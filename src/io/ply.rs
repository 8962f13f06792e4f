//! Binary PLY loading and saving for Gaussian splat scenes.
//!
//! Two vertex layouts are recognized, both little-endian `float` only:
//!
//! - [`PlyLayout::Inria`]: the 62-property layout written by the reference
//!   trainer (`x y z nx ny nz f_dc_* f_rest_* opacity scale_* rot_*`).
//! - [`PlyLayout::Compact`]: 59 properties without normals
//!   (`x y z scale_* opacity rot_* f_dc_* f_rest_*`).
//!
//! `f_rest_*` is stored channel-major (15 coefficients of R, then G, then
//! B); it is re-laid-out to `sh[coeff][channel]` on load.

use byteorder::{LittleEndian, ReadBytesExt, WriteBytesExt};
use nalgebra::Vector3;
use std::fs::File;
use std::io::{BufRead, BufReader, BufWriter, Write};
use std::path::Path;
use thiserror::Error;
use tracing::{debug, info};

use crate::core::{math::inverse_sigmoid, Gaussian, PrimitiveStore};

/// Errors that can occur when loading a scene.
#[derive(Debug, Error)]
pub enum LoadError {
    #[error("I/O error: {0}")]
    Io(#[from] std::io::Error),

    #[error("Could not find end of header")]
    MissingHeaderEnd,

    #[error("Invalid PLY header: {0}")]
    InvalidHeader(String),

    #[error("Unsupported PLY format: {0}")]
    UnsupportedFormat(String),

    #[error("Unknown vertex layout with {0} properties")]
    UnknownLayout(usize),

    #[error("Truncated vertex data: expected {expected} vertices, read {read}")]
    Truncated { expected: usize, read: usize },
}

const REST_COEFFS: usize = 15;

/// Upper bound on the records reserved up front from the header count.
const MAX_PREALLOCATED_VERTICES: usize = 1 << 20;

/// Vertex property layout of a splat PLY file.
#[derive(Copy, Clone, Debug, PartialEq, Eq)]
pub enum PlyLayout {
    Inria,
    Compact,
}

impl PlyLayout {
    /// Property names in file order.
    pub fn property_names(self) -> Vec<String> {
        let xyz = ["x", "y", "z"].map(String::from);
        let normals = ["nx", "ny", "nz"].map(String::from);
        let dc = (0..3).map(|i| format!("f_dc_{i}"));
        let rest = (0..3 * REST_COEFFS).map(|i| format!("f_rest_{i}"));
        let scale = (0..3).map(|i| format!("scale_{i}"));
        let rot = (0..4).map(|i| format!("rot_{i}"));
        let opacity = std::iter::once("opacity".to_string());

        match self {
            PlyLayout::Inria => xyz
                .into_iter()
                .chain(normals)
                .chain(dc)
                .chain(rest)
                .chain(opacity)
                .chain(scale)
                .chain(rot)
                .collect(),
            PlyLayout::Compact => xyz
                .into_iter()
                .chain(scale)
                .chain(opacity)
                .chain(rot)
                .chain(dc)
                .chain(rest)
                .collect(),
        }
    }

    /// Match a property sequence exactly against the known layouts.
    pub fn detect(names: &[String]) -> Result<Self, LoadError> {
        [PlyLayout::Inria, PlyLayout::Compact]
            .into_iter()
            .find(|layout| layout.property_names() == names)
            .ok_or(LoadError::UnknownLayout(names.len()))
    }

    pub fn floats_per_vertex(self) -> usize {
        match self {
            PlyLayout::Inria => 62,
            PlyLayout::Compact => 59,
        }
    }

    /// Offsets of each field within one record.
    fn offsets(self) -> RecordOffsets {
        match self {
            PlyLayout::Inria => RecordOffsets {
                position: 0,
                sh: 6,
                opacity: 54,
                scale: 55,
                rotation: 58,
            },
            PlyLayout::Compact => RecordOffsets {
                position: 0,
                scale: 3,
                opacity: 6,
                rotation: 7,
                sh: 11,
            },
        }
    }
}

struct RecordOffsets {
    position: usize,
    scale: usize,
    opacity: usize,
    rotation: usize,
    /// f_dc followed by f_rest.
    sh: usize,
}

/// Parsed header.
#[derive(Clone, Debug)]
pub struct PlyHeader {
    pub vertex_count: usize,
    pub layout: PlyLayout,
}

/// Read the ASCII header, leaving the reader at the first body byte.
pub fn read_header<R: BufRead>(reader: &mut R) -> Result<PlyHeader, LoadError> {
    let mut line = Vec::new();
    let mut first = true;
    let mut vertex_count: Option<usize> = None;
    let mut in_vertex = false;
    let mut names = Vec::new();

    loop {
        line.clear();
        if reader.read_until(b'\n', &mut line)? == 0 {
            return Err(LoadError::MissingHeaderEnd);
        }
        let text = String::from_utf8_lossy(&line);
        let mut tokens = text.split_whitespace();
        let Some(keyword) = tokens.next() else {
            continue;
        };

        if first {
            if keyword != "ply" {
                return Err(LoadError::InvalidHeader("missing 'ply' magic".into()));
            }
            first = false;
            continue;
        }

        match keyword {
            "format" => {
                let format = tokens.next().unwrap_or_default();
                if format != "binary_little_endian" {
                    return Err(LoadError::UnsupportedFormat(format.to_string()));
                }
            }
            "element" => {
                let name = tokens.next().unwrap_or_default();
                in_vertex = name == "vertex";
                if in_vertex {
                    let count = tokens
                        .next()
                        .and_then(|c| c.parse().ok())
                        .ok_or_else(|| {
                            LoadError::InvalidHeader(format!("bad vertex count: {}", text.trim()))
                        })?;
                    vertex_count = Some(count);
                }
            }
            "property" if in_vertex => {
                let ty = tokens.next().unwrap_or_default();
                let name = tokens.next().unwrap_or_default();
                if ty != "float" && ty != "float32" {
                    return Err(LoadError::UnsupportedFormat(format!(
                        "vertex property '{name}' has type '{ty}'"
                    )));
                }
                names.push(name.to_string());
            }
            "end_header" => break,
            // comment, obj_info, properties of other elements
            _ => {}
        }
    }

    let vertex_count =
        vertex_count.ok_or_else(|| LoadError::InvalidHeader("no vertex element".into()))?;
    let layout = PlyLayout::detect(&names)?;
    debug!(vertex_count, ?layout, "parsed PLY header");

    Ok(PlyHeader {
        vertex_count,
        layout,
    })
}

fn decode_record(layout: PlyLayout, r: &[f32]) -> Gaussian {
    let o = layout.offsets();
    let position = Vector3::new(r[o.position], r[o.position + 1], r[o.position + 2]);
    let log_scale = Vector3::new(r[o.scale], r[o.scale + 1], r[o.scale + 2]);
    let rot = [r[o.rotation], r[o.rotation + 1], r[o.rotation + 2], r[o.rotation + 3]];

    let mut sh = [[0.0f32; 3]; 16];
    sh[0] = [r[o.sh], r[o.sh + 1], r[o.sh + 2]];
    let rest = &r[o.sh + 3..o.sh + 3 + 3 * REST_COEFFS];
    for j in 1..16 {
        for c in 0..3 {
            sh[j][c] = rest[c * REST_COEFFS + (j - 1)];
        }
    }

    Gaussian::from_raw(position, log_scale, rot, r[o.opacity], sh)
}

/// Load a scene from any buffered reader.
pub fn load_ply_from_reader<R: BufRead>(reader: R) -> Result<PrimitiveStore, LoadError> {
    load_ply_from_reader_limited(reader, usize::MAX)
}

/// Load at most `max_vertices` records from a reader.
pub fn load_ply_from_reader_limited<R: BufRead>(
    mut reader: R,
    max_vertices: usize,
) -> Result<PrimitiveStore, LoadError> {
    let header = read_header(&mut reader)?;
    let count = header.vertex_count.min(max_vertices);
    let mut record = vec![0.0f32; header.layout.floats_per_vertex()];
    // The header count is untrusted; grow past this as records arrive.
    let mut gaussians = Vec::with_capacity(count.min(MAX_PREALLOCATED_VERTICES));

    for read in 0..count {
        match reader.read_f32_into::<LittleEndian>(&mut record) {
            Ok(()) => gaussians.push(decode_record(header.layout, &record)),
            Err(e) if e.kind() == std::io::ErrorKind::UnexpectedEof => {
                return Err(LoadError::Truncated {
                    expected: header.vertex_count,
                    read,
                });
            }
            Err(e) => return Err(e.into()),
        }
    }

    Ok(PrimitiveStore::from_gaussians(gaussians))
}

/// Load a Gaussian splat scene from a binary PLY file.
pub fn load_ply(path: &Path) -> Result<PrimitiveStore, LoadError> {
    load_ply_limited(path, usize::MAX)
}

/// Load only the first `max_vertices` splats of a file. Handy for
/// debugging a scene one splat at a time.
pub fn load_ply_limited(path: &Path, max_vertices: usize) -> Result<PrimitiveStore, LoadError> {
    let file = File::open(path)?;
    let store = load_ply_from_reader_limited(BufReader::new(file), max_vertices)?;
    info!(path = %path.display(), splats = store.len(), "loaded scene");
    Ok(store)
}

/// Write a scene in the [`PlyLayout::Inria`] layout.
///
/// Parameters are written back in raw form (log scale, logit opacity).
pub fn write_ply<W: Write>(store: &PrimitiveStore, mut writer: W) -> Result<(), LoadError> {
    writeln!(writer, "ply")?;
    writeln!(writer, "format binary_little_endian 1.0")?;
    writeln!(writer, "element vertex {}", store.len())?;
    for name in PlyLayout::Inria.property_names() {
        writeln!(writer, "property float {name}")?;
    }
    writeln!(writer, "end_header")?;

    for g in store.as_slice() {
        let mut record = Vec::with_capacity(PlyLayout::Inria.floats_per_vertex());
        record.extend_from_slice(g.position.as_slice());
        record.extend_from_slice(&[0.0; 3]);
        record.extend_from_slice(&g.sh_coeffs[0]);
        for c in 0..3 {
            record.extend((1..16).map(|j| g.sh_coeffs[j][c]));
        }
        record.push(inverse_sigmoid(g.opacity));
        record.extend(g.scale.iter().map(|s| s.ln()));
        let q = g.rotation.quaternion();
        record.extend_from_slice(&[q.w, q.i, q.j, q.k]);

        for v in record {
            writer.write_f32::<LittleEndian>(v)?;
        }
    }
    writer.flush()?;
    Ok(())
}

/// Save a scene to a binary PLY file.
pub fn save_ply(store: &PrimitiveStore, path: &Path) -> Result<(), LoadError> {
    let file = File::create(path)?;
    write_ply(store, BufWriter::new(file))
}

#[cfg(test)]
mod tests {
    use super::*;

    #[test]
    fn test_layout_sizes_match_names() {
        assert_eq!(PlyLayout::Inria.property_names().len(), 62);
        assert_eq!(PlyLayout::Compact.property_names().len(), 59);
    }

    #[test]
    fn test_offsets_point_at_named_properties() {
        for layout in [PlyLayout::Inria, PlyLayout::Compact] {
            let names = layout.property_names();
            let o = layout.offsets();
            assert_eq!(names[o.position], "x");
            assert_eq!(names[o.scale], "scale_0");
            assert_eq!(names[o.opacity], "opacity");
            assert_eq!(names[o.rotation], "rot_0");
            assert_eq!(names[o.sh], "f_dc_0");
            assert_eq!(names[o.sh + 3], "f_rest_0");
        }
    }

    #[test]
    fn test_detect_rejects_unknown() {
        let names: Vec<String> = ["x", "y", "z"].iter().map(|s| s.to_string()).collect();
        assert!(matches!(
            PlyLayout::detect(&names),
            Err(LoadError::UnknownLayout(3))
        ));
    }
}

→ The task
Your response should hold the lines from the first line of the entries above through the line with "not find end", each retyped exactly, and nothing else.

→ Output of the exercise
filename src/io/ply.rs
repository 8962f13f06792e4f
//! Binary PLY loading and saving for Gaussian splat scenes.
//!
//! Two vertex layouts are recognized, both little-endian `float` only:
//!
//! - [`PlyLayout::Inria`]: the 62-property layout written by the reference
//!   trainer (`x y z nx ny nz f_dc_* f_rest_* opacity scale_* rot_*`).
//! - [`PlyLayout::Compact`]: 59 properties without normals
//!   (`x y z scale_* opacity rot_* f_dc_* f_rest_*`).
//!
//! `f_rest_*` is stored channel-major (15 coefficients of R, then G, then
//! B); it is re-laid-out to `sh[coeff][channel]` on load.

use byteorder::{LittleEndian, ReadBytesExt, WriteBytesExt};
use nalgebra::Vector3;
use std::fs::File;
use std::io::{BufRead, BufReader, BufWriter, Write};
use std::path::Path;
use thiserror::Error;
use tracing::{debug, info};

use crate::core::{math::inverse_sigmoid, Gaussian, PrimitiveStore};

/// Errors that can occur when loading a scene.
#[derive(Debug, Error)]
pub enum LoadError {
    #[error("I/O error: {0}")]
    Io(#[from] std::io::Error),

    #[error("Could not find end of header")]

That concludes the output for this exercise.